En 2010, le président de la République en exercice pouvait, sans se décrédibiliser, déclarer le 6 mars 2006, lors d'une «table ronde sur la situation de l'agriculture française à l'occasion du Salon international de l'agriculture», «Je voudrais d'ailleurs, au point où j'en suis, dire un mot de toutes ces questions d'environnement. Parce que là aussi, cela commence à bien faire», ou lors même de ce Salon faire, le 23 mars suivant, un autre discours qui semblait de prime abord contradictoire au premier puisqu'il commence par y défendre le “Grenelle de l'environnement”, mais la suite du discours est plus dans la tonalité du précédent, plus cauteleux certes mais bien moins favorable à “l"environnement” quand mis en balance avec “l'enjeu économique”. Deux discours inenvisageables sous cette forme en 2021 de la part d'un chef de l'exécutif français. L'évolution de cette question est récente, postérieure à 2010, on peut la dater de l'année 2012, moment où “le réchauffement climatique” passe du statut d'objet de débat à celui de fait incontournable. Mais il fallut plus de temps pour que ça devienne un discours unanime, le même Sarkozy déclare en mars 2016, toujours au Salon de l'agriculture:

«Est-ce que j'ai bien fait de signer [le pacte de Nicolas Hulot pour l'écologie]? Je me suis posé la question... C'était une façon de céder à la pensée unique, à des gens qui au fond ne représentent que très peu, que les médias adorent mais qui ne représentent pas grand-chose».

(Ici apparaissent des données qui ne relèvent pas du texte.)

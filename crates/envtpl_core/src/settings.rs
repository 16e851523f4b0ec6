//! Paths a render run works with.

use std::path::{Path, PathBuf};

/// Default configuration document, relative to the base directory.
pub const DEFAULT_CONFIG_FILE: &str = "envs.yaml";
/// Default template directory, relative to the base directory.
pub const DEFAULT_TEMPLATES_DIR: &str = "templates";
/// Default template name.
pub const DEFAULT_TEMPLATE: &str = "deployment.yaml.j2";
/// Default output directory, relative to the base directory.
pub const DEFAULT_OUTDIR: &str = "build";

/// Locations of the configuration document, templates and output.
///
/// Relative paths are anchored at `base_dir`.
#[derive(Debug, Clone, PartialEq, Eq)]
pub struct PipelineSettings {
    base_dir: PathBuf,
    config_path: PathBuf,
    templates_dir: PathBuf,
}

impl PipelineSettings {
    /// Settings with the default layout under `base_dir`.
    pub fn new(base_dir: impl Into<PathBuf>) -> Self {
        let base_dir = base_dir.into();
        Self {
            config_path: base_dir.join(DEFAULT_CONFIG_FILE),
            templates_dir: base_dir.join(DEFAULT_TEMPLATES_DIR),
            base_dir,
        }
    }

    pub fn with_config_path(mut self, path: impl AsRef<Path>) -> Self {
        self.config_path = self.resolve(path);
        self
    }

    pub fn with_templates_dir(mut self, path: impl AsRef<Path>) -> Self {
        self.templates_dir = self.resolve(path);
        self
    }

    /// Anchor a path at the base directory unless it is already absolute.
    pub fn resolve(&self, path: impl AsRef<Path>) -> PathBuf {
        let path = path.as_ref();
        if path.is_absolute() {
            path.to_path_buf()
        } else {
            self.base_dir.join(path)
        }
    }

    pub fn base_dir(&self) -> &Path {
        &self.base_dir
    }

    pub fn config_path(&self) -> &Path {
        &self.config_path
    }

    pub fn templates_dir(&self) -> &Path {
        &self.templates_dir
    }
}
//! # envtpl_core
//!
//! The render pipeline for envtpl.
//!
//! A run is strictly linear:
//!
//! 1. [`EnvironmentRegistry`] loads the configuration document and selects
//!    one environment's data.
//! 2. [`TemplateRenderer`](envtpl_templates::TemplateRenderer) substitutes
//!    that data into a named template.
//! 3. [`OutputSink`] prints the result (dry-run) or writes it to
//!    `<outdir>/deployment-<env>.yaml`.
//!
//! Every failure is a [`CoreError`] with a fixed process exit code, see
//! [`CoreError::exit_code`].

pub mod error;
pub mod pipeline;
pub mod registry;
pub mod settings;
pub mod sink;

pub use error::{CoreError, CoreResult, ExitCodes};
pub use pipeline::{Pipeline, PipelineStage, RenderRequest};
pub use registry::{load_environment, EnvironmentRegistry};
pub use settings::PipelineSettings;
pub use sink::{output_path, Emitted, OutputMode, OutputSink};

pub use envtpl_templates::RenderContext;
//! Error types for templates.

use std::path::PathBuf;
use thiserror::Error;

/// Result type alias for template operations.
pub type TemplateResult<T> = Result<T, TemplateError>;

/// Errors that can occur during template operations.
#[derive(Error, Debug)]
pub enum TemplateError {
    #[error("Template {name} not found in {}", .dir.display())]
    NotFound { name: String, dir: PathBuf },

    #[error("Template {name} failed to render: {message}")]
    RenderingFailed { name: String, message: String },

    #[error("Undefined variable {variable} in template {name}")]
    UndefinedVariable { name: String, variable: String },

    #[error("Invalid placeholder pattern: {0}")]
    Pattern(#[from] regex::Error),

    #[error("IO error: {0}")]
    Io(#[from] std::io::Error),
}

impl TemplateError {
    /// Convert a MiniJinja error raised while loading or rendering `name`.
    pub(crate) fn from_minijinja(name: &str, dir: &std::path::Path, err: minijinja::Error) -> Self {
        match err.kind() {
            minijinja::ErrorKind::TemplateNotFound => Self::NotFound {
                name: name.to_string(),
                dir: dir.to_path_buf(),
            },
            _ => Self::RenderingFailed {
                name: name.to_string(),
                message: err.to_string(),
            },
        }
    }

    /// Whether this error means the template could not be located.
    pub fn is_not_found(&self) -> bool {
        matches!(self, Self::NotFound { .. })
    }
}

On ne peut dire que les choses ont beaucoup changé dans la pratique de nos gouvernants depuis 2010 jusqu'en 2020, en revanche si Nicolas Sarkozy a l'intention de jouer de nouveau un rôle de premier plan dans la superstructure, il a intérêt à reprendre ses propos de 2008 sur l'écologie:

«Ce n'est pas une idéologie, ce n'est pas une lubie, ce n'est pas un truc, ce n'est pas une tactique, ce n'est pas un positionnement. C'est une conviction».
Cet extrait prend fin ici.